Na coletiva, o governador disse que a polícia cearense teria identificado cinco pessoas relacionadas à chacina, sendo três mandantes, e que as prisões sairiam “nas próximas horas”. Ele afirmou ainda que uma pessoa, portando um fuzil e que teria relação com o massacre, já estaria presa.
“Estamos pagando um preço muito caro hoje por falta de uma política nacional. Essas facções nasceram no Rio e em São Paulo e se espalharam pelo Brasil inteiro. Isso é uma briga de território”, afirmou.
O governador afirmou ainda que a PF (Polícia Federal) – órgão sob o qual não possui controle – iria criar um grupo especializado para combater o crime organizado. “Outra ação importante, tomada aqui, é a criação de um grupo especializado da Polícia Federal no combate ao crime organizado no Estado do Ceará. A criação desse grupo já vinha sendo discutida há algum tempo”, disse. Nenhum representante da PF falou com os jornalistas.
Mortes
Santana foi cobrado pelos repórteres a repassar dados sobre novas mortes que teriam ocorrido na região metropolitana de Fortaleza após as mortes da chacina. Funcionários das empresas funerárias que atendem a cidade vêm dizendo que já houve ao menos 10 mortes, e que 7 delas teriam ocorrido em dois ataques.
O governador se recusou a fornecer tais dados e se irritou ao ser cobrado. Ele disse que “o controle (da situação) é e sempre será do Estado”, mas ao ser questionado sobre os números objetivos, não os passou. “Não tenho a informação”. Então, foi questionado sobre o suposto controle que teria. “Se não tivesse controle, você não estaria aqui, meu caro. Se não tivesse controle, você não estaria nem andando nas ruas de Fortaleza”, disse, encerrando a coletiva.
Promessa
Foram três ou quatro carros, os relatos são diferentes. De dentro dele, saíram homens armados que, com calma, começaram a efetuar disparos. O marceneiro Glauber Souza de Oliveira, de 24 anos, conta que seu pai, o comerciante Antonio José Dias de Oliveira, de 54 anos, só teve tempo de jogar o filho e a mulher para trás da barraca de lanches que mantinha na frente do Forró do Gago, em Cajazeiras, Fortaleza, cenário da maior chacina da história do Ceará. O comerciante morreu na hora.

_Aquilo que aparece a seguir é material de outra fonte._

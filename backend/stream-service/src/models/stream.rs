//! Stream record and its state machine

use chrono::{DateTime, Utc};
use serde::{Deserialize, Serialize};
use std::fmt;
use std::str::FromStr;
use uuid::Uuid;
use validator::Validate;

use super::target::{MultistreamTarget, TargetRequest};

#[derive(Debug, Clone, Copy, PartialEq, Eq, Hash, Serialize, Deserialize)]
#[serde(rename_all = "lowercase")]
pub enum StreamStatus {
    Created,
    Active,
    Suspended,
    Terminated,
    Deleted,
}

impl StreamStatus {
    pub const ALL: [StreamStatus; 5] = [
        StreamStatus::Created,
        StreamStatus::Active,
        StreamStatus::Suspended,
        StreamStatus::Terminated,
        StreamStatus::Deleted,
    ];

    pub fn as_str(&self) -> &'static str {
        match self {
            StreamStatus::Created => "created",
            StreamStatus::Active => "active",
            StreamStatus::Suspended => "suspended",
            StreamStatus::Terminated => "terminated",
            StreamStatus::Deleted => "deleted",
        }
    }
}

impl fmt::Display for StreamStatus {
    fn fmt(&self, f: &mut fmt::Formatter<'_>) -> fmt::Result {
        f.write_str(self.as_str())
    }
}

impl FromStr for StreamStatus {
    type Err = String;

    fn from_str(s: &str) -> Result<Self, Self::Err> {
        match s {
            "created" => Ok(StreamStatus::Created),
            "active" => Ok(StreamStatus::Active),
            "suspended" => Ok(StreamStatus::Suspended),
            "terminated" => Ok(StreamStatus::Terminated),
            "deleted" => Ok(StreamStatus::Deleted),
            other => Err(format!("unknown stream status '{other}'")),
        }
    }
}

/// Operations on an existing stream. Creation has no source state and is
/// handled separately.
#[derive(Debug, Clone, Copy, PartialEq, Eq, Hash, Serialize, Deserialize)]
#[serde(rename_all = "snake_case")]
pub enum Transition {
    Activate,
    Suspend,
    Terminate,
    Delete,
    Update,
    AttachTarget,
}

impl Transition {
    pub const ALL: [Transition; 6] = [
        Transition::Activate,
        Transition::Suspend,
        Transition::Terminate,
        Transition::Delete,
        Transition::Update,
        Transition::AttachTarget,
    ];

    pub fn as_str(&self) -> &'static str {
        match self {
            Transition::Activate => "activate",
            Transition::Suspend => "suspend",
            Transition::Terminate => "terminate",
            Transition::Delete => "delete",
            Transition::Update => "update",
            Transition::AttachTarget => "attach_target",
        }
    }

    pub fn is_allowed_from(&self, status: StreamStatus) -> bool {
        use StreamStatus::*;
        match self {
            Transition::Activate => matches!(status, Created | Suspended),
            Transition::Suspend => matches!(status, Active),
            Transition::Terminate => matches!(status, Active | Suspended),
            Transition::Delete => !matches!(status, Deleted),
            Transition::Update | Transition::AttachTarget => {
                matches!(status, Created | Active | Suspended)
            }
        }
    }

    /// Status after the transition has been applied to a stream in `current`.
    pub fn resulting_status(&self, current: StreamStatus) -> StreamStatus {
        match self {
            Transition::Activate => StreamStatus::Active,
            Transition::Suspend => StreamStatus::Suspended,
            Transition::Terminate => StreamStatus::Terminated,
            Transition::Delete => StreamStatus::Deleted,
            Transition::Update | Transition::AttachTarget => current,
        }
    }
}

impl fmt::Display for Transition {
    fn fmt(&self, f: &mut fmt::Formatter<'_>) -> fmt::Result {
        f.write_str(self.as_str())
    }
}

#[derive(Debug, Clone, PartialEq, Eq, Serialize, Deserialize, Validate)]
pub struct EncodingProfile {
    #[validate(length(min = 1, max = 64))]
    pub name: String,
    #[validate(range(min = 1))]
    pub bitrate: u32,
    #[validate(range(min = 1, max = 240))]
    pub fps: u32,
    #[validate(range(min = 16, max = 7680))]
    pub width: u32,
    #[validate(range(min = 16, max = 4320))]
    pub height: u32,
}

/// Replace profiles with a matching name and append the rest, keeping order.
pub fn merge_profiles(existing: &[EncodingProfile], incoming: &[EncodingProfile]) -> Vec<EncodingProfile> {
    let mut merged = existing.to_vec();
    for profile in incoming {
        match merged.iter_mut().find(|p| p.name == profile.name) {
            Some(slot) => *slot = profile.clone(),
            None => merged.push(profile.clone()),
        }
    }
    merged
}

#[derive(Debug, Clone, PartialEq)]
pub struct Stream {
    pub id: Uuid,
    pub project_id: Uuid,
    /// Provider-assigned id, set once at creation
    pub remote_id: String,
    pub playback_id: String,
    pub stream_key: String,
    pub title: String,
    pub description: Option<String>,
    pub visibility: bool,
    pub profiles: Vec<EncodingProfile>,
    pub status: StreamStatus,
    pub schedule_date: Option<DateTime<Utc>>,
    pub targets: Vec<MultistreamTarget>,
    pub version: i64,
    pub created_at: DateTime<Utc>,
    pub updated_at: DateTime<Utc>,
}

impl Stream {
    pub fn has_platform(&self, platform: super::Platform) -> bool {
        self.targets.iter().any(|t| t.platform == platform)
    }
}

#[derive(Debug, Clone, Deserialize, Validate)]
pub struct CreateStreamRequest {
    #[validate(length(min = 1, max = 255))]
    pub title: String,
    #[validate(length(max = 2000))]
    pub description: Option<String>,
    #[serde(default)]
    #[validate(nested)]
    pub profiles: Vec<EncodingProfile>,
    pub schedule_date: Option<DateTime<Utc>>,
    #[serde(default)]
    #[validate(nested)]
    pub platforms: Vec<TargetRequest>,
    #[serde(default = "default_visibility")]
    pub visibility: bool,
}

fn default_visibility() -> bool {
    true
}

/// Partial update of stream metadata. Profiles are merged by name.
#[derive(Debug, Clone, Default, PartialEq, Serialize, Deserialize, Validate)]
pub struct StreamChanges {
    #[validate(length(min = 1, max = 255))]
    pub title: Option<String>,
    #[validate(length(max = 2000))]
    pub description: Option<String>,
    pub visibility: Option<bool>,
    pub schedule_date: Option<DateTime<Utc>>,
    #[validate(nested)]
    pub profiles: Option<Vec<EncodingProfile>>,
}

impl StreamChanges {
    pub fn is_empty(&self) -> bool {
        self.title.is_none()
            && self.description.is_none()
            && self.visibility.is_none()
            && self.schedule_date.is_none()
            && self.profiles.is_none()
    }

    /// Whether the provider-side name or playback policy changes.
    pub fn touches_remote_metadata(&self, stream: &Stream) -> bool {
        self.title.as_ref().is_some_and(|t| *t != stream.title)
            || self.visibility.is_some_and(|v| v != stream.visibility)
    }

    pub fn apply_to(&self, stream: &mut Stream) {
        if let Some(title) = &self.title {
            stream.title = title.clone();
        }
        if let Some(description) = &self.description {
            stream.description = Some(description.clone());
        }
        if let Some(visibility) = self.visibility {
            stream.visibility = visibility;
        }
        if let Some(schedule_date) = self.schedule_date {
            stream.schedule_date = Some(schedule_date);
        }
        if let Some(profiles) = &self.profiles {
            stream.profiles = merge_profiles(&stream.profiles, profiles);
        }
    }
}

#[cfg(test)]
mod tests {
    use super::*;

    fn profile(name: &str, bitrate: u32) -> EncodingProfile {
        EncodingProfile {
            name: name.into(),
            bitrate,
            fps: 30,
            width: 1280,
            height: 720,
        }
    }

    #[test]
    fn transition_table() {
        use StreamStatus::*;
        let allowed = |t: Transition| -> Vec<StreamStatus> {
            StreamStatus::ALL
                .into_iter()
                .filter(|s| t.is_allowed_from(*s))
                .collect()
        };

        assert_eq!(allowed(Transition::Activate), vec![Created, Suspended]);
        assert_eq!(allowed(Transition::Suspend), vec![Active]);
        assert_eq!(allowed(Transition::Terminate), vec![Active, Suspended]);
        assert_eq!(allowed(Transition::Delete), vec![Created, Active, Suspended, Terminated]);
        assert_eq!(allowed(Transition::Update), vec![Created, Active, Suspended]);
        assert_eq!(allowed(Transition::AttachTarget), vec![Created, Active, Suspended]);
    }

    #[test]
    fn update_keeps_status() {
        assert_eq!(
            Transition::Update.resulting_status(StreamStatus::Suspended),
            StreamStatus::Suspended
        );
        assert_eq!(
            Transition::Delete.resulting_status(StreamStatus::Terminated),
            StreamStatus::Deleted
        );
    }

    #[test]
    fn status_round_trips_through_text() {
        for status in StreamStatus::ALL {
            assert_eq!(status.as_str().parse::<StreamStatus>(), Ok(status));
        }
        assert!("live".parse::<StreamStatus>().is_err());
    }

    #[test]
    fn merge_replaces_by_name_and_appends() {
        let existing = vec![profile("720p", 3_000_000), profile("480p", 1_600_000)];
        let merged = merge_profiles(&existing, &[profile("480p", 1_000_000), profile("1080p", 6_000_000)]);

        let names: Vec<_> = merged.iter().map(|p| p.name.as_str()).collect();
        assert_eq!(names, vec!["720p", "480p", "1080p"]);
        assert_eq!(merged[1].bitrate, 1_000_000);
    }

    #[test]
    fn create_request_defaults_to_public() {
        let req: CreateStreamRequest = serde_json::from_str(r#"{"title":"launch"}"#).unwrap();
        assert!(req.visibility);
        assert!(req.platforms.is_empty());
        assert!(req.validate().is_ok());
    }

    #[test]
    fn invalid_profile_fails_validation() {
        let req: CreateStreamRequest = serde_json::from_value(serde_json::json!({
            "title": "launch",
            "profiles": [{"name": "bad", "bitrate": 0, "fps": 30, "width": 1280, "height": 720}]
        }))
        .unwrap();
        assert!(req.validate().is_err());
    }
}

Glauber conta que, em mensagens de áudio compartilhadas pelo WhatsApp, a chacina no bairro já vinha sendo prometida desde novembro passado. Nas ameaças, integrantes da facção GDE (Guardiões do Estado), diziam que “iam matar todo mundo” no bairro, visto como área de influência do grupo carioca CV (Comando Vermelho), facção rival ao GDE.
O rapaz conta que, apesar das ameaças, não se pensava que o ataque seria no forró. “É um forró normal, que vai todo mundo. Não era um lugar que era festa de facção. Pelo que contam, todo mundo começou a correr, mas eles entraram e começaram a atirar em um por um. Falaram que, depois que atiraram, ainda ficaram por lá mais um tempo, deram volta na rua. Só depois de uns 40 minutos foram embora”, relata.